Check every line below for the word "Deserialize" and copy the ones that have it.

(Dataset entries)
^^^^^^^^

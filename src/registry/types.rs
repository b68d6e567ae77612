//! Registry data types: namespaced keys, capabilities, groups, filters.

use serde::{Deserialize, Serialize, Serializer};

use crate::upstream::connection::ConnectionState;
use crate::upstream::types::{PromptDefinition, ResourceDefinition, ToolDefinition};

/// Joins server name and local capability name in a namespaced key.
///
/// Server names may not contain it, so the first occurrence always marks the
/// boundary even when the local name contains it too.
pub const NAMESPACE_SEPARATOR: &str = "__";

// ─── Keys ────────────────────────────────────────────────────────────────────

/// What a capability is.
#[derive(Debug, Clone, Copy, PartialEq, Eq, Hash, PartialOrd, Ord, Serialize, Deserialize)]
#[serde(rename_all = "snake_case")]
pub enum CapabilityKind {
    Tool,
    Prompt,
    Resource,
}

impl CapabilityKind {
    pub fn as_str(&self) -> &'static str {
        match self {
            CapabilityKind::Tool => "tool",
            CapabilityKind::Prompt => "prompt",
            CapabilityKind::Resource => "resource",
        }
    }

    pub fn parse(s: &str) -> Option<Self> {
        match s {
            "tool" => Some(CapabilityKind::Tool),
            "prompt" => Some(CapabilityKind::Prompt),
            "resource" => Some(CapabilityKind::Resource),
            _ => None,
        }
    }
}

impl std::fmt::Display for CapabilityKind {
    fn fmt(&self, f: &mut std::fmt::Formatter<'_>) -> std::fmt::Result {
        f.write_str(self.as_str())
    }
}

/// Registry-wide identity of a capability.
///
/// Displayed as `server__local`. Tools, prompts, and resources live in
/// separate namespaces, so the kind is part of the identity.
#[derive(Debug, Clone, PartialEq, Eq, Hash, PartialOrd, Ord)]
pub struct NamespacedKey {
    pub kind: CapabilityKind,
    pub server: String,
    pub local: String,
}

impl NamespacedKey {
    pub fn new(kind: CapabilityKind, server: &str, local: &str) -> Self {
        Self {
            kind,
            server: server.to_string(),
            local: local.to_string(),
        }
    }

    /// Split `server__local` for the given kind.
    pub fn parse(kind: CapabilityKind, name: &str) -> Option<Self> {
        let (server, local) = name.split_once(NAMESPACE_SEPARATOR)?;
        if server.is_empty() || local.is_empty() {
            return None;
        }
        Some(Self::new(kind, server, local))
    }

    /// Parse the `kind:server__local` form produced by [`NamespacedKey::qualified`].
    pub fn parse_qualified(qualified: &str) -> Option<Self> {
        let (kind, rest) = qualified.split_once(':')?;
        Self::parse(CapabilityKind::parse(kind)?, rest)
    }

    /// Kind-qualified form, unique across all capability kinds.
    pub fn qualified(&self) -> String {
        format!("{}:{self}", self.kind)
    }
}

impl std::fmt::Display for NamespacedKey {
    fn fmt(&self, f: &mut std::fmt::Formatter<'_>) -> std::fmt::Result {
        write!(f, "{}{NAMESPACE_SEPARATOR}{}", self.server, self.local)
    }
}

impl Serialize for NamespacedKey {
    fn serialize<S: Serializer>(&self, serializer: S) -> Result<S::Ok, S::Error> {
        serializer.collect_str(self)
    }
}

// ─── Capabilities ────────────────────────────────────────────────────────────

/// A tool, prompt, or resource declared by one server.
///
/// The schema payload is opaque: the upstream validates arguments.
#[derive(Debug, Clone, PartialEq, Serialize)]
pub struct Capability {
    pub key: NamespacedKey,
    pub description: Option<String>,
    /// Input schema for tools, argument list for prompts, null for resources.
    pub schema: serde_json::Value,
    /// Human-readable title (resources).
    pub title: Option<String>,
    pub mime_type: Option<String>,
}

impl Capability {
    pub fn kind(&self) -> CapabilityKind {
        self.key.kind
    }

    pub fn server(&self) -> &str {
        &self.key.server
    }

    /// Name the owning server knows this capability by (the URI for resources).
    pub fn local_name(&self) -> &str {
        &self.key.local
    }

    pub fn from_tool(server: &str, tool: &ToolDefinition) -> Self {
        Self {
            key: NamespacedKey::new(CapabilityKind::Tool, server, &tool.name),
            description: tool.description.clone(),
            schema: tool.input_schema.clone(),
            title: None,
            mime_type: None,
        }
    }

    pub fn from_prompt(server: &str, prompt: &PromptDefinition) -> Self {
        Self {
            key: NamespacedKey::new(CapabilityKind::Prompt, server, &prompt.name),
            description: prompt.description.clone(),
            schema: prompt.arguments.clone(),
            title: None,
            mime_type: None,
        }
    }

    pub fn from_resource(server: &str, resource: &ResourceDefinition) -> Self {
        Self {
            key: NamespacedKey::new(CapabilityKind::Resource, server, &resource.uri),
            description: resource.description.clone(),
            schema: serde_json::Value::Null,
            title: resource.name.clone(),
            mime_type: resource.mime_type.clone(),
        }
    }

    /// Text handed to the embedding provider.
    pub fn embedding_text(&self) -> String {
        match self.description.as_deref().filter(|d| !d.trim().is_empty()) {
            Some(desc) => format!("{}: {desc}", self.key.local),
            None => self.key.local.clone(),
        }
    }
}

/// A capability as seen by readers, with its live flags.
#[derive(Debug, Clone, PartialEq, Serialize)]
pub struct CapabilityView {
    pub key: NamespacedKey,
    pub kind: CapabilityKind,
    pub server: String,
    pub local_name: String,
    pub description: Option<String>,
    pub schema: serde_json::Value,
    #[serde(skip_serializing_if = "Option::is_none")]
    pub title: Option<String>,
    #[serde(skip_serializing_if = "Option::is_none")]
    pub mime_type: Option<String>,
    pub enabled: bool,
    pub owner: String,
    pub server_state: ConnectionState,
}

// ─── Groups ──────────────────────────────────────────────────────────────────

/// Which capabilities of a member server a group exposes.
#[derive(Debug, Clone, PartialEq, Eq, Default, Serialize, Deserialize)]
#[serde(try_from = "ToolFilterRepr", into = "ToolFilterRepr")]
pub enum ToolFilter {
    #[default]
    All,
    List(Vec<String>),
}

impl ToolFilter {
    pub fn allows(&self, local_name: &str) -> bool {
        match self {
            ToolFilter::All => true,
            ToolFilter::List(names) => names.iter().any(|n| n == local_name),
        }
    }
}

#[derive(Serialize, Deserialize)]
#[serde(untagged)]
enum ToolFilterRepr {
    Keyword(String),
    List(Vec<String>),
}

impl TryFrom<ToolFilterRepr> for ToolFilter {
    type Error = String;

    fn try_from(repr: ToolFilterRepr) -> Result<Self, Self::Error> {
        match repr {
            ToolFilterRepr::Keyword(k) if k.eq_ignore_ascii_case("all") => Ok(ToolFilter::All),
            ToolFilterRepr::Keyword(k) => Err(format!("expected \"all\" or a list, got \"{k}\"")),
            ToolFilterRepr::List(names) => Ok(ToolFilter::List(names)),
        }
    }
}

impl From<ToolFilter> for ToolFilterRepr {
    fn from(filter: ToolFilter) -> Self {
        match filter {
            ToolFilter::All => ToolFilterRepr::Keyword("all".into()),
            ToolFilter::List(names) => ToolFilterRepr::List(names),
        }
    }
}

/// One server entry in a group.
#[derive(Debug, Clone, PartialEq, Eq, Serialize, Deserialize)]
pub struct GroupMember {
    pub server: String,
    #[serde(default)]
    pub tools: ToolFilter,
}

/// A named, owned subset of servers and capabilities.
#[derive(Debug, Clone, PartialEq, Eq, Serialize, Deserialize)]
pub struct Group {
    pub name: String,
    #[serde(default = "default_owner")]
    pub owner: String,
    #[serde(default)]
    pub members: Vec<GroupMember>,
}

fn default_owner() -> String {
    crate::upstream::types::DEFAULT_OWNER.to_string()
}

// ─── Queries ─────────────────────────────────────────────────────────────────

/// Criteria for [`CapabilityRegistry::list`](super::CapabilityRegistry::list).
#[derive(Debug, Clone, Default)]
pub struct CapabilityFilter {
    pub kind: Option<CapabilityKind>,
    pub server: Option<String>,
    pub owner: Option<String>,
    pub enabled_only: bool,
    /// Case-insensitive substring of the key or description.
    pub text: Option<String>,
}

impl CapabilityFilter {
    pub fn matches(&self, view: &CapabilityView) -> bool {
        if self.kind.is_some_and(|k| k != view.kind) {
            return false;
        }
        if self.server.as_deref().is_some_and(|s| s != view.server) {
            return false;
        }
        if self.owner.as_deref().is_some_and(|o| o != view.owner) {
            return false;
        }
        if self.enabled_only && !view.enabled {
            return false;
        }
        if let Some(text) = &self.text {
            let needle = text.to_lowercase();
            let in_key = view.key.to_string().to_lowercase().contains(&needle);
            let in_desc = view
                .description
                .as_deref()
                .is_some_and(|d| d.to_lowercase().contains(&needle));
            if !in_key && !in_desc {
                return false;
            }
        }
        true
    }
}

/// Who is asking, for owner-based visibility.
#[derive(Debug, Clone, PartialEq, Eq)]
pub struct Viewer {
    pub name: String,
    pub admin: bool,
}

impl Viewer {
    pub fn admin() -> Self {
        Self {
            name: crate::upstream::types::DEFAULT_OWNER.to_string(),
            admin: true,
        }
    }

    pub fn user(name: &str) -> Self {
        Self {
            name: name.to_string(),
            admin: false,
        }
    }

    pub fn owns(&self, owner: &str) -> bool {
        self.admin || self.name == owner
    }
}

// ─── Tests ───────────────────────────────────────────────────────────────────

#[cfg(test)]
mod tests {
    use super::*;

    #[test]
    fn test_key_display_and_parse() {
        let key = NamespacedKey::new(CapabilityKind::Tool, "fs", "read_file");
        assert_eq!(key.to_string(), "fs__read_file");
        assert_eq!(key.qualified(), "tool:fs__read_file");
        assert_eq!(NamespacedKey::parse(CapabilityKind::Tool, "fs__read_file"), Some(key.clone()));
        assert_eq!(NamespacedKey::parse_qualified("tool:fs__read_file"), Some(key));
    }

    #[test]
    fn test_key_splits_at_first_separator() {
        let key = NamespacedKey::parse(CapabilityKind::Tool, "fs__read__file").unwrap();
        assert_eq!(key.server, "fs");
        assert_eq!(key.local, "read__file");
        assert!(NamespacedKey::parse(CapabilityKind::Tool, "bare").is_none());
        assert!(NamespacedKey::parse(CapabilityKind::Tool, "__x").is_none());
    }

    #[test]
    fn test_same_local_name_on_two_servers_differs() {
        let a = NamespacedKey::new(CapabilityKind::Tool, "a", "search");
        let b = NamespacedKey::new(CapabilityKind::Tool, "b", "search");
        assert_ne!(a, b);
        assert_ne!(a.to_string(), b.to_string());
    }

    #[test]
    fn test_tool_filter_yaml_forms() {
        let all: ToolFilter = serde_yaml::from_str("all").unwrap();
        assert_eq!(all, ToolFilter::All);
        let list: ToolFilter = serde_yaml::from_str("[alpha, beta]").unwrap();
        assert!(list.allows("alpha"));
        assert!(!list.allows("gamma"));
        assert!(serde_yaml::from_str::<ToolFilter>("some").is_err());
    }

    #[test]
    fn test_group_member_defaults_to_all() {
        let member: GroupMember = serde_yaml::from_str("server: x").unwrap();
        assert_eq!(member.tools, ToolFilter::All);
    }

    #[test]
    fn test_embedding_text() {
        let tool = ToolDefinition {
            name: "read".into(),
            description: Some("Read a file".into()),
            input_schema: serde_json::json!({}),
        };
        assert_eq!(Capability::from_tool("fs", &tool).embedding_text(), "read: Read a file");
    }

    #[test]
    fn test_viewer_ownership() {
        assert!(Viewer::admin().owns("bob"));
        assert!(Viewer::user("bob").owns("bob"));
        assert!(!Viewer::user("bob").owns("alice"));
    }
}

^^^^^^^^

ANSWER TO THIS PROBLEM>
use serde::{Deserialize, Serialize, Serializer};
#[derive(Debug, Clone, Copy, PartialEq, Eq, Hash, PartialOrd, Ord, Serialize, Deserialize)]
#[derive(Debug, Clone, PartialEq, Eq, Default, Serialize, Deserialize)]
#[derive(Serialize, Deserialize)]
#[derive(Debug, Clone, PartialEq, Eq, Serialize, Deserialize)]
#[derive(Debug, Clone, PartialEq, Eq, Serialize, Deserialize)]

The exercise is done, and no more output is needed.